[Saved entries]

//! Parsed payload trees.
//!
//! Every decoded payload is turned into a [`TreeNode`] at parse time. The
//! node kind (leaf value or container) is fixed then, so comparison code
//! matches on variants instead of probing types at runtime.

use std::collections::BTreeMap;

use serde::{Serialize, Serializer};
use serde_json::{Map, Number, Value};

use crate::error::TypeError;

/// A primitive leaf value.
#[derive(Clone, Debug, PartialEq)]
pub enum Scalar {
    Null,
    Bool(bool),
    Number(Number),
    String(String),
}

impl Scalar {
    /// Canonical text rendering: strings unquoted, everything else in its
    /// JSON literal form.
    pub fn render(&self) -> String {
        match self {
            Self::Null => "null".to_string(),
            Self::Bool(b) => b.to_string(),
            Self::Number(n) => n.to_string(),
            Self::String(s) => s.clone(),
        }
    }

    fn to_json(&self) -> Value {
        match self {
            Self::Null => Value::Null,
            Self::Bool(b) => Value::Bool(*b),
            Self::Number(n) => Value::Number(n.clone()),
            Self::String(s) => Value::String(s.clone()),
        }
    }
}

/// A node with named or indexed children.
#[derive(Clone, Debug, PartialEq)]
pub enum Container {
    Object(BTreeMap<String, TreeNode>),
    Array(Vec<TreeNode>),
}

impl Container {
    /// Named children in key order. Arrays expose no field names.
    pub fn field_names(&self) -> Vec<&str> {
        match self {
            Self::Object(fields) => fields.keys().map(String::as_str).collect(),
            Self::Array(_) => Vec::new(),
        }
    }

    /// Look up a named child. Always `None` for arrays.
    pub fn field(&self, name: &str) -> Option<&TreeNode> {
        match self {
            Self::Object(fields) => fields.get(name),
            Self::Array(_) => None,
        }
    }

    /// Number of direct children.
    pub fn len(&self) -> usize {
        match self {
            Self::Object(fields) => fields.len(),
            Self::Array(items) => items.len(),
        }
    }

    pub fn is_empty(&self) -> bool {
        self.len() == 0
    }

    fn to_json(&self) -> Value {
        match self {
            Self::Object(fields) => Value::Object(
                fields
                    .iter()
                    .map(|(k, v)| (k.clone(), v.to_json()))
                    .collect::<Map<String, Value>>(),
            ),
            Self::Array(items) => Value::Array(items.iter().map(TreeNode::to_json).collect()),
        }
    }
}

/// A parsed payload node: exactly one of a leaf value or a container.
///
/// Equality is structural and recursive.
#[derive(Clone, Debug, PartialEq)]
pub enum TreeNode {
    Value(Scalar),
    Container(Container),
}

impl TreeNode {
    /// Parse JSON text into a tree.
    pub fn parse(text: &str) -> Result<Self, TypeError> {
        let value: Value =
            serde_json::from_str(text).map_err(|e| TypeError::InvalidJson(e.to_string()))?;
        Ok(Self::from(value))
    }

    pub fn is_value(&self) -> bool {
        matches!(self, Self::Value(_))
    }

    pub fn is_container(&self) -> bool {
        matches!(self, Self::Container(_))
    }

    /// Field names visible at this node. Leaves and arrays have none.
    pub fn field_names(&self) -> Vec<&str> {
        match self {
            Self::Container(c) => c.field_names(),
            Self::Value(_) => Vec::new(),
        }
    }

    /// Named child lookup. `None` for leaves, arrays, and absent keys.
    pub fn field(&self, name: &str) -> Option<&TreeNode> {
        match self {
            Self::Container(c) => c.field(name),
            Self::Value(_) => None,
        }
    }

    /// Text rendering of this node.
    ///
    /// Leaves render through [`Scalar::render`]. Containers have no text form
    /// and render as the empty string.
    pub fn render_text(&self) -> String {
        match self {
            Self::Value(s) => s.render(),
            Self::Container(_) => String::new(),
        }
    }

    /// Convert back into a JSON value, preserving nesting.
    pub fn to_json(&self) -> Value {
        match self {
            Self::Value(s) => s.to_json(),
            Self::Container(c) => c.to_json(),
        }
    }
}

impl From<Value> for TreeNode {
    fn from(value: Value) -> Self {
        match value {
            Value::Null => Self::Value(Scalar::Null),
            Value::Bool(b) => Self::Value(Scalar::Bool(b)),
            Value::Number(n) => Self::Value(Scalar::Number(n)),
            Value::String(s) => Self::Value(Scalar::String(s)),
            Value::Array(items) => Self::Container(Container::Array(
                items.into_iter().map(TreeNode::from).collect(),
            )),
            Value::Object(fields) => Self::Container(Container::Object(
                fields
                    .into_iter()
                    .map(|(k, v)| (k, TreeNode::from(v)))
                    .collect(),
            )),
        }
    }
}

impl From<&TreeNode> for Value {
    fn from(node: &TreeNode) -> Self {
        node.to_json()
    }
}

impl Serialize for TreeNode {
    fn serialize<S: Serializer>(&self, serializer: S) -> Result<S::Ok, S::Error> {
        self.to_json().serialize(serializer)
    }
}

#[cfg(test)]
mod tests {
    use super::*;
    use proptest::prelude::*;
    use serde_json::json;

    #[test]
    fn parse_object_as_container() {
        let node = TreeNode::parse(r#"{"a":"b","n":1}"#).unwrap();
        assert!(node.is_container());
        assert_eq!(node.field_names(), vec!["a", "n"]);
        assert_eq!(node.field("a").unwrap().render_text(), "b");
        assert_eq!(node.field("n").unwrap().render_text(), "1");
        assert!(node.field("missing").is_none());
    }

    #[test]
    fn parse_scalar_documents() {
        assert_eq!(TreeNode::parse("true").unwrap(), TreeNode::Value(Scalar::Bool(true)));
        assert_eq!(TreeNode::parse("null").unwrap().render_text(), "null");
        assert_eq!(TreeNode::parse("\"x\"").unwrap().render_text(), "x");
    }

    #[test]
    fn parse_rejects_malformed_text() {
        let err = TreeNode::parse("{\"a\":").unwrap_err();
        assert!(matches!(err, TypeError::InvalidJson(_)));
        assert!(TreeNode::parse("not json").is_err());
    }

    #[test]
    fn arrays_expose_no_field_names() {
        let node = TreeNode::parse("[1,2,3]").unwrap();
        assert!(node.is_container());
        assert!(node.field_names().is_empty());
        assert!(node.field("0").is_none());
        match node {
            TreeNode::Container(c) => assert_eq!(c.len(), 3),
            other => panic!("expected container, got {other:?}"),
        }
    }

    #[test]
    fn containers_render_as_empty_text() {
        let node = TreeNode::parse(r#"{"inner":{"k":"v"}}"#).unwrap();
        assert_eq!(node.field("inner").unwrap().render_text(), "");
    }

    #[test]
    fn structural_equality_ignores_key_order() {
        let a = TreeNode::parse(r#"{"x":1,"y":{"z":[true,null]}}"#).unwrap();
        let b = TreeNode::parse(r#"{"y":{"z":[true,null]},"x":1}"#).unwrap();
        assert_eq!(a, b);
    }

    #[test]
    fn integer_and_float_are_distinct() {
        let a = TreeNode::parse("1").unwrap();
        let b = TreeNode::parse("1.0").unwrap();
        assert_ne!(a, b);
    }

    #[test]
    fn serializes_as_nested_json() {
        let node = TreeNode::parse(r#"{"innerField1":"innerValue1","list":[1,false]}"#).unwrap();
        let value = serde_json::to_value(&node).unwrap();
        assert_eq!(value, json!({"innerField1": "innerValue1", "list": [1, false]}));
    }

    fn arb_json() -> impl Strategy<Value = Value> {
        let leaf = prop_oneof![
            Just(Value::Null),
            any::<bool>().prop_map(Value::Bool),
            any::<i64>().prop_map(|n| json!(n)),
            "[a-z]{0,8}".prop_map(Value::String),
        ];
        leaf.prop_recursive(3, 24, 4, |inner| {
            prop_oneof![
                prop::collection::vec(inner.clone(), 0..4).prop_map(Value::Array),
                prop::collection::btree_map("[a-z]{1,4}", inner, 0..4)
                    .prop_map(|m| Value::Object(m.into_iter().collect())),
            ]
        })
    }

    proptest! {
        #[test]
        fn json_conversion_preserves_structure(value in arb_json()) {
            let node = TreeNode::from(value.clone());
            prop_assert_eq!(node.to_json(), value);
        }
    }
}
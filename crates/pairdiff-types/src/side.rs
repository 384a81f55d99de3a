use std::fmt;
use std::str::FromStr;

use serde::{Deserialize, Serialize};

use crate::error::TypeError;

/// One of the two labeled inputs associated with an identifier.
#[derive(Clone, Copy, Debug, PartialEq, Eq, Hash, PartialOrd, Ord, Serialize, Deserialize)]
#[serde(rename_all = "lowercase")]
pub enum Side {
    Left,
    Right,
}

impl Side {
    /// Lowercase label used in messages and diff entries.
    pub fn as_str(&self) -> &'static str {
        match self {
            Self::Left => "left",
            Self::Right => "right",
        }
    }
}

impl fmt::Display for Side {
    fn fmt(&self, f: &mut fmt::Formatter<'_>) -> fmt::Result {
        f.write_str(self.as_str())
    }
}

impl FromStr for Side {
    type Err = TypeError;

    fn from_str(s: &str) -> Result<Self, Self::Err> {
        match s {
            "left" => Ok(Self::Left),
            "right" => Ok(Self::Right),
            other => Err(TypeError::UnknownSide(other.to_string())),
        }
    }
}

#[cfg(test)]
mod tests {
    use super::*;

    #[test]
    fn display_is_lowercase() {
        assert_eq!(Side::Left.to_string(), "left");
        assert_eq!(Side::Right.to_string(), "right");
    }

    #[test]
    fn parse_known_sides() {
        assert_eq!("left".parse::<Side>().unwrap(), Side::Left);
        assert_eq!("right".parse::<Side>().unwrap(), Side::Right);
    }

    #[test]
    fn parse_unknown_side_fails() {
        let err = "middle".parse::<Side>().unwrap_err();
        assert_eq!(err, TypeError::UnknownSide("middle".into()));
    }

    #[test]
    fn serde_uses_lowercase_labels() {
        assert_eq!(serde_json::to_string(&Side::Right).unwrap(), "\"right\"");
        let side: Side = serde_json::from_str("\"left\"").unwrap();
        assert_eq!(side, Side::Left);
    }
}
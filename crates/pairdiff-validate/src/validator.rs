use tracing::{debug, info, warn};

use pairdiff_diff::diff_trees;
use pairdiff_store::{ComparisonFailure, InMemorySideStore, Outcome, PayloadRecord, SideStore};
use pairdiff_types::{Side, TreeNode};

use crate::error::{ValidateError, ValidateResult};
use crate::parser::{JsonPayloadParser, PayloadParser};

/// Orchestrates side writes and comparison reads over a [`SideStore`].
///
/// Every operation on an identifier runs under that identifier's record
/// lock, so the pair of payloads and the cached outcome always change
/// together.
pub struct Validator<S = InMemorySideStore, P = JsonPayloadParser> {
    store: S,
    parser: P,
}

impl Validator {
    /// Empty in-memory store, plain JSON payloads.
    pub fn in_memory() -> Self {
        Self::new(InMemorySideStore::new(), JsonPayloadParser)
    }
}

impl<S: SideStore, P: PayloadParser> Validator<S, P> {
    pub fn new(store: S, parser: P) -> Self {
        Self { store, parser }
    }

    pub fn store(&self) -> &S {
        &self.store
    }

    pub fn parser(&self) -> &P {
        &self.parser
    }

    /// Store `raw` as the `side` payload for `id`.
    ///
    /// Any cached outcome for `id` is dropped first, even when the payload
    /// turns out to be blank. A blank payload is rejected with
    /// [`ValidateError::RequiredPayload`] and leaves the stored payload as it
    /// was.
    pub fn set_side(&self, side: Side, id: &str, raw: impl Into<String>) -> ValidateResult<()> {
        let raw = raw.into();
        self.store.with_record(id, |record| {
            if record.invalidate() {
                debug!(id, %side, "cached outcome invalidated by write");
            }
            if raw.trim().is_empty() {
                warn!(id, %side, "rejected blank payload");
                return Err(ValidateError::RequiredPayload {
                    side,
                    id: id.to_owned(),
                });
            }
            record.set_payload(side, raw);
            info!(id, %side, "payload stored");
            Ok(())
        })?
    }

    /// Compare both sides of `id`, replaying the cached outcome if present.
    ///
    /// The returned [`Outcome`] is whatever is now cached for `id`. The outer
    /// error only reports store faults.
    pub fn validate_and_diff(&self, id: &str) -> ValidateResult<Outcome> {
        debug!(id, "starting validation");
        let outcome = self.store.with_record(id, |record| {
            if let Some(cached) = record.cached_outcome() {
                debug!(id, "replaying cached outcome");
                return cached.clone();
            }
            let outcome = self.compare(id, record);
            record.cache_outcome(outcome.clone());
            outcome
        })?;

        match &outcome {
            Ok(()) => info!(id, "payloads are equal"),
            Err(failure) => info!(id, kind = failure.kind(), "payloads do not match"),
        }
        Ok(outcome)
    }

    /// Like [`Self::validate_and_diff`], with any failure surfaced as an error.
    pub fn get_diff(&self, id: &str) -> ValidateResult<()> {
        self.validate_and_diff(id)?.map_err(ValidateError::from)
    }

    /// The outcome currently cached for `id`, without computing one.
    pub fn cached_outcome(&self, id: &str) -> ValidateResult<Option<Outcome>> {
        Ok(self
            .store
            .inspect_record(id, |record| record.cached_outcome().cloned())?
            .flatten())
    }

    fn compare(&self, id: &str, record: &PayloadRecord) -> Outcome {
        let left = required_payload(record, Side::Left, id)?;
        let right = required_payload(record, Side::Right, id)?;

        let (left_len, right_len) = (left.chars().count(), right.chars().count());
        if left_len != right_len {
            return Err(ComparisonFailure::SizeMismatch {
                left: left_len,
                right: right_len,
            });
        }

        let left_tree = self.parse_side(Side::Left, left)?;
        let right_tree = self.parse_side(Side::Right, right)?;
        if left_tree == right_tree {
            return Ok(());
        }

        Err(ComparisonFailure::ContentMismatch(diff_trees(
            &left_tree,
            &right_tree,
        )))
    }

    fn parse_side(&self, side: Side, raw: &str) -> Result<TreeNode, ComparisonFailure> {
        self.parser.parse(raw).map_err(|err| {
            warn!(%side, error = %err, "payload could not be deserialized");
            ComparisonFailure::Deserialization {
                side,
                cause: err.to_string(),
            }
        })
    }
}

fn required_payload<'a>(
    record: &'a PayloadRecord,
    side: Side,
    id: &str,
) -> Result<&'a str, ComparisonFailure> {
    record
        .payload(side)
        .ok_or_else(|| ComparisonFailure::MissingInMemory {
            side,
            id: id.to_owned(),
        })
}

impl<S: std::fmt::Debug, P: std::fmt::Debug> std::fmt::Debug for Validator<S, P> {
    fn fmt(&self, f: &mut std::fmt::Formatter<'_>) -> std::fmt::Result {
        f.debug_struct("Validator")
            .field("store", &self.store)
            .field("parser", &self.parser)
            .finish()
    }
}
/// Errors from side store operations.
#[derive(Debug, Clone, PartialEq, Eq, thiserror::Error)]
pub enum StoreError {
    /// A lock guarding store state was poisoned by a panicking holder.
    #[error("store lock poisoned: {0}")]
    LockPoisoned(&'static str),
}

/// Result alias for store operations.
pub type StoreResult<T> = Result<T, StoreError>;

▶ **YOUR ASSIGNMENT**: Your answer must be a single number: the count of lines above that hold the word "filename".

▶ **ANSWER AREA**: 2